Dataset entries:
▬▬▬▬▬▬▬▬▬▬

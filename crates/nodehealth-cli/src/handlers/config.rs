use crate::args::ConfigCommand;
use crate::context::ExecutionContext;
use anyhow::{Context, Result, bail};
use nodehealth_runtime::Config;

pub fn handle(ctx: &ExecutionContext, command: ConfigCommand) -> Result<()> {
    match command {
        ConfigCommand::Show => {
            let content =
                toml::to_string_pretty(&ctx.config).context("rendering configuration")?;
            print!("{}", content);
        }
        ConfigCommand::Init { force } => {
            let path = &ctx.config_path;
            if path.exists() && !force {
                bail!(
                    "{} already exists; pass --force to overwrite it",
                    path.display()
                );
            }
            Config::default().save_to(path)?;
            println!("Wrote {}", path.display());
        }
        ConfigCommand::Path => println!("{}", ctx.config_path.display()),
    }
    Ok(())
}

▬▬▬▬▬▬▬▬▬▬

● Work instructions:
If a line in the entries above contains "println", report it.

● Your response:
            println!("Wrote {}", path.display());
        ConfigCommand::Path => println!("{}", ctx.config_path.display()),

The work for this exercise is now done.